To be in NP, a “Yes” answer must have a short (polynomial-length) certificate—a proof that we can verify in polynomial time. For 3SAT, the certificate is just the satisfying variable assignment. You plug it in, check the clauses, and you’re done.

But what is the certificate for Regex Equivalence? If I propose the correct answer is “Yes, these two massive regular expressions match the exact same set of strings,” how do I prove it to you? Because of the * operator, the set of matched strings might be infinite. There is no known short certificate you can hand over to prove two regular expressions are perfectly equivalent in general.
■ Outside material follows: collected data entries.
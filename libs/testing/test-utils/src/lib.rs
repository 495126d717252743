//! Shared test utilities for domain testing
//!
//! This crate provides reusable test infrastructure for the domain crates:
//! - `TestRedis`: Redis container with automatic cleanup (feature: "redis")
//! - `TestDataBuilder`: Deterministic test data generation (always available)
//! - `assertions`: Custom assertion helpers (always available)
//!
//! # Usage
//!
//! ```rust,ignore
//! use test_utils::TestRedis;
//! use redis::AsyncCommands;
//!
//! #[tokio::test]
//! async fn my_redis_test() {
//!     let redis = TestRedis::new().await;
//!     let mut conn = redis.connection();
//!
//!     conn.set::<_, _, ()>("key", "value").await.unwrap();
//!     let value: String = conn.get("key").await.unwrap();
//!     assert_eq!(value, "value");
//! }
//! ```

#[cfg(feature = "redis")]
mod redis;

#[cfg(feature = "redis")]
pub use self::redis::TestRedis;

/// Builder for test data with deterministic randomization
///
/// This ensures tests are reproducible by deriving all generated data from a
/// fixed seed.
pub struct TestDataBuilder {
    seed: u64,
}

impl TestDataBuilder {
    /// Create a new builder with a seed (for deterministic tests)
    pub fn new(seed: u64) -> Self {
        Self { seed }
    }

    /// Create from test name (generates seed from test name hash)
    ///
    /// This is the recommended way to create a builder for consistent test data.
    pub fn from_test_name(name: &str) -> Self {
        use std::collections::hash_map::DefaultHasher;
        use std::hash::{Hash, Hasher};

        let mut hasher = DefaultHasher::new();
        name.hash(&mut hasher);
        Self::new(hasher.finish())
    }

    /// Generate a unique account id for testing
    ///
    /// Ids are always positive; zero is reserved for invalid-uid tests.
    pub fn uid(&self) -> u64 {
        (self.seed % 1_000_000) + 1
    }

    /// Generate a unique email address for testing
    ///
    /// # Example
    ///
    /// ```
    /// use test_utils::TestDataBuilder;
    ///
    /// let builder = TestDataBuilder::from_test_name("my_test");
    /// let email = builder.email("primary");
    /// // Returns: "test-12345-primary@example.com"
    /// ```
    pub fn email(&self, suffix: &str) -> String {
        format!("test-{}-{}@example.com", self.seed, suffix)
    }

    /// Generate a unique name for testing
    pub fn name(&self, prefix: &str, suffix: &str) -> String {
        format!("test-{}-{}-{}", prefix, self.seed, suffix)
    }
}

/// Test assertion helpers
pub mod assertions {
    /// Assert that an optional value is Some
    pub fn assert_some<T>(value: Option<T>, context: &str) -> T {
        value.unwrap_or_else(|| panic!("{}: expected Some, got None", context))
    }
}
Because we can’t verify it in polynomial time, it’s not in NP. It ends up being in a larger, harder complexity class called PSPACE.
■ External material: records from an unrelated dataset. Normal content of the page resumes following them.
//! Collaborator interfaces consumed by the confirmation service
//!
//! The service is constructed with injected implementations of these traits
//! so tests can substitute the in-memory fakes below. The account record's
//! unrelated fields, the session machinery, and group storage all live
//! elsewhere; only the narrow contracts here are used.

use async_trait::async_trait;
use chrono::{DateTime, Utc};
use serde::Serialize;
use std::collections::{BTreeSet, HashMap};
use std::sync::Arc;
use tokio::sync::RwLock;

use crate::error::ConfirmResult;

/// Account fields touched by this subsystem
pub const FIELD_EMAIL: &str = "email";
pub const FIELD_EMAIL_CONFIRMED: &str = "email:confirmed";
pub const FIELD_USERNAME: &str = "username";

/// Group an account joins once its email is confirmed
pub const VERIFIED_GROUP: &str = "verified-users";
/// Group an account leaves once its email is confirmed
pub const UNVERIFIED_GROUP: &str = "unverified-users";

/// Narrow view of the account record store
#[async_trait]
pub trait AccountStore: Send + Sync {
    async fn get_field(&self, uid: u64, field: &str) -> ConfirmResult<Option<String>>;

    async fn set_field(&self, uid: u64, field: &str, value: &str) -> ConfirmResult<()>;

    async fn set_fields(&self, uid: u64, fields: Vec<(String, String)>) -> ConfirmResult<()>;
}

/// Group membership transitions
#[async_trait]
pub trait GroupMembership: Send + Sync {
    async fn join(&self, group: &str, uid: u64) -> ConfirmResult<()>;

    async fn leave(&self, group: &str, uid: u64) -> ConfirmResult<()>;
}

/// Session revocation
#[async_trait]
pub trait SessionManager: Send + Sync {
    /// Revoke all of an account's sessions, keeping `except` alive when given
    async fn revoke_all(&self, uid: u64, except: Option<&str>) -> ConfirmResult<()>;
}

/// Structured audit event
#[derive(Debug, Clone, Serialize)]
pub struct AuditRecord {
    /// Event type (e.g., "email-confirmation-sent", "email-change")
    pub event: String,
    /// Account the event concerns
    pub uid: Option<u64>,
    /// Additional details about the event (JSON)
    pub details: Option<serde_json::Value>,
    /// Timestamp when the event occurred
    #[serde(with = "chrono::serde::ts_seconds")]
    pub recorded_at: DateTime<Utc>,
}

impl AuditRecord {
    pub fn new(event: impl Into<String>, uid: u64) -> Self {
        Self {
            event: event.into(),
            uid: Some(uid),
            details: None,
            recorded_at: Utc::now(),
        }
    }

    /// Add additional details to the record
    ///
    /// The details are serialized to JSON.
    pub fn with_details(mut self, details: impl Serialize) -> Self {
        self.details = serde_json::to_value(details).ok();
        self
    }
}

/// Audit log sink
#[async_trait]
pub trait AuditLog: Send + Sync {
    async fn log(&self, record: AuditRecord);
}

/// Audit log that emits to the `audit` tracing target
///
/// Configure the logging backend to route the `audit` target to a separate
/// file/system.
#[derive(Debug, Default, Clone)]
pub struct TracingAuditLog;

#[async_trait]
impl AuditLog for TracingAuditLog {
    async fn log(&self, record: AuditRecord) {
        tracing::info!(
            target: "audit",
            event = %record.event,
            uid = record.uid,
            details = ?record.details,
            "{}",
            serde_json::to_string(&record)
                .unwrap_or_else(|_| "Failed to serialize audit record".to_string())
        );
    }
}

/// In-memory account store (for development/testing)
#[derive(Debug, Default, Clone)]
pub struct InMemoryAccountStore {
    fields: Arc<RwLock<HashMap<u64, HashMap<String, String>>>>,
}

impl InMemoryAccountStore {
    pub fn new() -> Self {
        Self::default()
    }

    /// Seed an account with a username and optional email
    pub async fn insert_account(&self, uid: u64, username: &str, email: Option<&str>) {
        let mut fields = self.fields.write().await;
        let account = fields.entry(uid).or_default();
        account.insert(FIELD_USERNAME.to_string(), username.to_string());
        if let Some(email) = email {
            account.insert(FIELD_EMAIL.to_string(), email.to_string());
        }
    }

    /// Read a field directly (test convenience)
    pub async fn field(&self, uid: u64, field: &str) -> Option<String> {
        let fields = self.fields.read().await;
        fields.get(&uid).and_then(|account| account.get(field)).cloned()
    }
}

#[async_trait]
impl AccountStore for InMemoryAccountStore {
    async fn get_field(&self, uid: u64, field: &str) -> ConfirmResult<Option<String>> {
        Ok(self.field(uid, field).await)
    }

    async fn set_field(&self, uid: u64, field: &str, value: &str) -> ConfirmResult<()> {
        let mut fields = self.fields.write().await;
        fields
            .entry(uid)
            .or_default()
            .insert(field.to_string(), value.to_string());
        Ok(())
    }

    async fn set_fields(&self, uid: u64, updates: Vec<(String, String)>) -> ConfirmResult<()> {
        let mut fields = self.fields.write().await;
        let account = fields.entry(uid).or_default();
        for (field, value) in updates {
            account.insert(field, value);
        }
        Ok(())
    }
}

/// In-memory group membership (for development/testing)
#[derive(Debug, Default, Clone)]
pub struct InMemoryGroups {
    members: Arc<RwLock<HashMap<String, BTreeSet<u64>>>>,
}

impl InMemoryGroups {
    pub fn new() -> Self {
        Self::default()
    }

    pub async fn is_member(&self, group: &str, uid: u64) -> bool {
        let members = self.members.read().await;
        members.get(group).is_some_and(|set| set.contains(&uid))
    }
}

#[async_trait]
impl GroupMembership for InMemoryGroups {
    async fn join(&self, group: &str, uid: u64) -> ConfirmResult<()> {
        let mut members = self.members.write().await;
        members.entry(group.to_string()).or_default().insert(uid);
        Ok(())
    }

    async fn leave(&self, group: &str, uid: u64) -> ConfirmResult<()> {
        let mut members = self.members.write().await;
        if let Some(set) = members.get_mut(group) {
            set.remove(&uid);
        }
        Ok(())
    }
}

/// One recorded session revocation
#[derive(Debug, Clone, PartialEq, Eq)]
pub struct SessionRevocation {
    pub uid: u64,
    /// Session that survived the revocation, if any
    pub kept_session: Option<String>,
}

/// Session manager that records revocations instead of performing them
#[derive(Debug, Default, Clone)]
pub struct RecordingSessionManager {
    revocations: Arc<RwLock<Vec<SessionRevocation>>>,
}

impl RecordingSessionManager {
    pub fn new() -> Self {
        Self::default()
    }

    pub async fn revocations(&self) -> Vec<SessionRevocation> {
        self.revocations.read().await.clone()
    }

    pub async fn revocations_for(&self, uid: u64) -> Vec<SessionRevocation> {
        self.revocations
            .read()
            .await
            .iter()
            .filter(|r| r.uid == uid)
            .cloned()
            .collect()
    }
}

#[async_trait]
impl SessionManager for RecordingSessionManager {
    async fn revoke_all(&self, uid: u64, except: Option<&str>) -> ConfirmResult<()> {
        self.revocations.write().await.push(SessionRevocation {
            uid,
            kept_session: except.map(|s| s.to_string()),
        });
        Ok(())
    }
}

/// Audit log that keeps records in memory (for testing)
#[derive(Debug, Default, Clone)]
pub struct RecordingAuditLog {
    records: Arc<RwLock<Vec<AuditRecord>>>,
}

impl RecordingAuditLog {
    pub fn new() -> Self {
        Self::default()
    }

    pub async fn records(&self) -> Vec<AuditRecord> {
        self.records.read().await.clone()
    }

    pub async fn events(&self) -> Vec<String> {
        self.records.read().await.iter().map(|r| r.event.clone()).collect()
    }
}

#[async_trait]
impl AuditLog for RecordingAuditLog {
    async fn log(&self, record: AuditRecord) {
        self.records.write().await.push(record);
    }
}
Why is Regex Equivalence NP-Hard? (The Reduction)
#

Even though it isn’t in NP, we can prove it is NP-hard by reducing 3SAT to it in polynomial time. Specifically, we will reduce 3SAT to Regex Non-Equivalence.

The Goal:

Given a 3SAT formula $\phi$ with $n$ variables and $m$ clauses, we want to construct two regular expressions, $R_1$ and $R_2$, such that $\phi$ is satisfiable if and only if $R_1 \not\equiv R_2$.

The Setup:

Let any assignment of the $n$ variables be represented as a binary string of length $n$. For example, if $n=4$, the string 1011 means $x_1=True, x_2=False, x_3=True, x_4=True$.

Constructing $R_1$:

$R_1$ will simply be the regex that matches all possible variable assignments of length $n$.
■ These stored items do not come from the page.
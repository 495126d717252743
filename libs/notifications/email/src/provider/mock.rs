//! Mock email provider for testing

use super::{EmailProvider, SendResult};
use crate::models::Email;
use async_trait::async_trait;
use eyre::Result;
use std::sync::Arc;
use tokio::sync::Mutex;

/// Mock email provider that captures sent emails
pub struct MockProvider {
    sent_emails: Arc<Mutex<Vec<Email>>>,
    should_fail: bool,
    failure_message: Option<String>,
}

impl MockProvider {
    /// Create a new mock provider
    pub fn new() -> Self {
        Self {
            sent_emails: Arc::new(Mutex::new(Vec::new())),
            should_fail: false,
            failure_message: None,
        }
    }

    /// Create a mock provider that always fails
    pub fn failing(message: impl Into<String>) -> Self {
        Self {
            sent_emails: Arc::new(Mutex::new(Vec::new())),
            should_fail: true,
            failure_message: Some(message.into()),
        }
    }

    /// Get all sent emails
    pub async fn sent_emails(&self) -> Vec<Email> {
        self.sent_emails.lock().await.clone()
    }

    /// Get the count of sent emails
    pub async fn sent_count(&self) -> usize {
        self.sent_emails.lock().await.len()
    }

    /// Check if an email was sent to a specific address
    pub async fn was_sent_to(&self, email: &str) -> bool {
        self.sent_emails.lock().await.iter().any(|e| e.to == email)
    }
}

impl Default for MockProvider {
    fn default() -> Self {
        Self::new()
    }
}

#[async_trait]
impl EmailProvider for MockProvider {
    async fn send(&self, email: &Email) -> Result<SendResult> {
        if self.should_fail {
            let message = self
                .failure_message
                .clone()
                .unwrap_or_else(|| "Mock failure".to_string());
            return Err(eyre::eyre!(message));
        }

        self.sent_emails.lock().await.push(email.clone());

        Ok(SendResult {
            message_id: format!("mock-{}", email.id),
        })
    }

    async fn health_check(&self) -> Result<()> {
        if self.should_fail {
            return Err(eyre::eyre!("Mock health check failed"));
        }
        Ok(())
    }

    fn name(&self) -> &'static str {
        "mock"
    }
}

#[cfg(test)]
mod tests {
    use super::*;

    #[tokio::test]
    async fn test_mock_provider_sends_email() {
        let provider = MockProvider::new();

        let email = Email::new("test@example.com", "Test Subject").with_text("Test body");

        let result = provider.send(&email).await;
        assert!(result.is_ok());

        let sent = provider.sent_emails().await;
        assert_eq!(sent.len(), 1);
        assert_eq!(sent[0].to, "test@example.com");
    }

    #[tokio::test]
    async fn test_mock_provider_fails() {
        let provider = MockProvider::failing("Simulated failure");

        let email = Email::new("test@example.com", "Test Subject").with_text("Test body");

        let result = provider.send(&email).await;
        assert!(result.is_err());
        assert!(result.unwrap_err().to_string().contains("Simulated failure"));
    }

    #[tokio::test]
    async fn test_mock_provider_was_sent_to() {
        let provider = MockProvider::new();

        let email = Email::new("user@example.com", "Test").with_text("Body");
        provider.send(&email).await.unwrap();

        assert!(provider.was_sent_to("user@example.com").await);
        assert!(!provider.was_sent_to("other@example.com").await);
    }
}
R_1 = (0|1)(0|1)...(0|1)    // Repeated n times

Constructing $R_2$:

$R_2$ will be a regex designed to match all falsifying assignments—any string that makes the 3SAT formula evaluate to False.

How does a 3SAT formula become false? It happens if at least one clause is false. Let’s look at a single clause: $C_1 = (x_1 \vee \neg x_2 \vee x_4)$. This clause is false only if $x_1=0$, $x_2=1$, and $x_4=0$. The variable $x_3$ can be anything.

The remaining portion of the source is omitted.